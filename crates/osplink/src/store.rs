//! Persistent storage for the startup script.

use std::io::ErrorKind;
use std::path::{Path, PathBuf};

use osplink_frame::Checksum;
use tracing::{debug, warn};

/// Name the startup script is known by in operator messages.
pub const SCRIPT_NAME: &str = "boot.cmd";

/// Largest stored script in bytes, trailing checksum byte included.
pub const MAX_SCRIPT_SIZE: usize = 2047;

#[derive(Debug, thiserror::Error)]
pub enum StoreError {
    #[error("script store I/O error: {0}")]
    Io(#[from] std::io::Error),

    #[error("script too long ({len} bytes, max {max})")]
    TooLong { len: usize, max: usize },
}

pub type Result<T> = std::result::Result<T, StoreError>;

/// Single-slot storage for the startup script.
pub trait ScriptStore {
    /// The stored script; `None` when there is none or it is unusable.
    fn load(&self) -> Result<Option<String>>;

    /// Replace the stored script; an empty script clears the store.
    fn save(&mut self, script: &str) -> Result<()>;
}

fn check_size(script: &str) -> Result<()> {
    let len = script.len() + 1;
    if len > MAX_SCRIPT_SIZE {
        return Err(StoreError::TooLong {
            len,
            max: MAX_SCRIPT_SIZE,
        });
    }
    Ok(())
}

/// Script store that lives as long as the process.
#[derive(Debug, Default)]
pub struct MemoryScriptStore {
    script: Option<String>,
}

impl MemoryScriptStore {
    pub fn new() -> Self {
        Self::default()
    }

    pub fn with_script(script: impl Into<String>) -> Self {
        let script = script.into();
        Self {
            script: (!script.is_empty()).then_some(script),
        }
    }
}

impl ScriptStore for MemoryScriptStore {
    fn load(&self) -> Result<Option<String>> {
        Ok(self.script.clone())
    }

    fn save(&mut self, script: &str) -> Result<()> {
        check_size(script)?;
        self.script = (!script.is_empty()).then(|| script.to_string());
        Ok(())
    }
}

/// Script store backed by one file.
///
/// The file holds the script followed by one additive checksum byte, so
/// a truncated or edited file is detected and treated as empty.
#[derive(Debug, Clone)]
pub struct FileScriptStore {
    path: PathBuf,
}

impl FileScriptStore {
    pub fn new(path: impl Into<PathBuf>) -> Self {
        Self { path: path.into() }
    }

    pub fn path(&self) -> &Path {
        &self.path
    }
}

impl ScriptStore for FileScriptStore {
    fn load(&self) -> Result<Option<String>> {
        let bytes = match std::fs::read(&self.path) {
            Ok(bytes) => bytes,
            Err(err) if err.kind() == ErrorKind::NotFound => return Ok(None),
            Err(err) => return Err(err.into()),
        };
        let Some((&stored, script)) = bytes.split_last() else {
            return Ok(None);
        };
        let expected = Checksum::Additive.compute(script);
        if stored != expected {
            warn!(
                path = ?self.path,
                stored,
                expected,
                "script store corrupt (checksum mismatch)"
            );
            return Ok(None);
        }
        if script.is_empty() {
            return Ok(None);
        }
        debug!(path = ?self.path, size = script.len(), "script loaded");
        Ok(Some(String::from_utf8_lossy(script).into_owned()))
    }

    fn save(&mut self, script: &str) -> Result<()> {
        check_size(script)?;
        let mut bytes = Vec::with_capacity(script.len() + 1);
        bytes.extend_from_slice(script.as_bytes());
        bytes.push(Checksum::Additive.compute(script.as_bytes()));
        std::fs::write(&self.path, bytes)?;
        debug!(path = ?self.path, size = script.len(), "script saved");
        Ok(())
    }
}
use std::io::IsTerminal;

use clap::ValueEnum;
use comfy_table::{presets::UTF8_FULL, ContentArrangement, Table};
use serde::Serialize;

#[derive(Clone, Debug, Copy, ValueEnum)]
pub enum OutputFormat {
    Json,
    Table,
    Pretty,
    Raw,
}

impl OutputFormat {
    pub fn default_for_stdout() -> Self {
        if std::io::stdout().is_terminal() {
            Self::Table
        } else {
            Self::Json
        }
    }
}

/// Print `rows` under `header` as a bordered table.
pub fn print_table<const N: usize>(header: [&str; N], rows: Vec<[String; N]>) {
    let mut table = Table::new();
    table
        .load_preset(UTF8_FULL)
        .set_content_arrangement(ContentArrangement::Dynamic)
        .set_header(header.to_vec());
    for row in rows {
        table.add_row(row.to_vec());
    }
    println!("{table}");
}

/// Print `value` as one line of JSON.
pub fn print_json<T: Serialize>(value: &T) {
    println!(
        "{}",
        serde_json::to_string(value).unwrap_or_else(|_| "{}".to_string())
    );
}
//! Bit-packed telegram framing for the OSP serial LED bus.
//!
//! Every telegram on the wire is:
//! - A 4-bit preamble (0xA) for stream synchronization
//! - A 10-bit node address and a 3-bit payload size indicator (psi)
//! - A 7-bit telegram identifier (tid)
//! - 0 to 8 payload bytes and one trailing checksum byte
//!
//! Building is deliberately permissive; checking a telegram against the
//! protocol rules is left to `osplink-variants`.

pub mod address;
pub mod codec;
pub mod dissect;
pub mod error;
pub mod reader;
pub mod topology;

pub use address::AddressClass;
pub use codec::{
    build_telegram, decode_telegram, encode_telegram, is_legal_payload_size, payload_size_for,
    psi_for, Checksum, Header, CHECKSUM_SEED, HEADER_SIZE, LEGAL_PAYLOAD_SIZES,
    MAX_PAYLOAD_SIZE, MAX_TELEGRAM_SIZE, MIN_TELEGRAM_SIZE, PREAMBLE,
};
pub use dissect::{dissect, hex_bytes, Dissection, Field};
pub use error::{FrameError, Result};
pub use reader::TelegramReader;
pub use topology::Topology;

/// Version of this crate.
pub const VERSION: &str = env!("CARGO_PKG_VERSION");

• AIM OF THE TASK: Pull each line containing the word "TooLong" out of the data above.

• TASK ANSWER:
    TooLong { len: usize, max: usize },
        return Err(StoreError::TooLong {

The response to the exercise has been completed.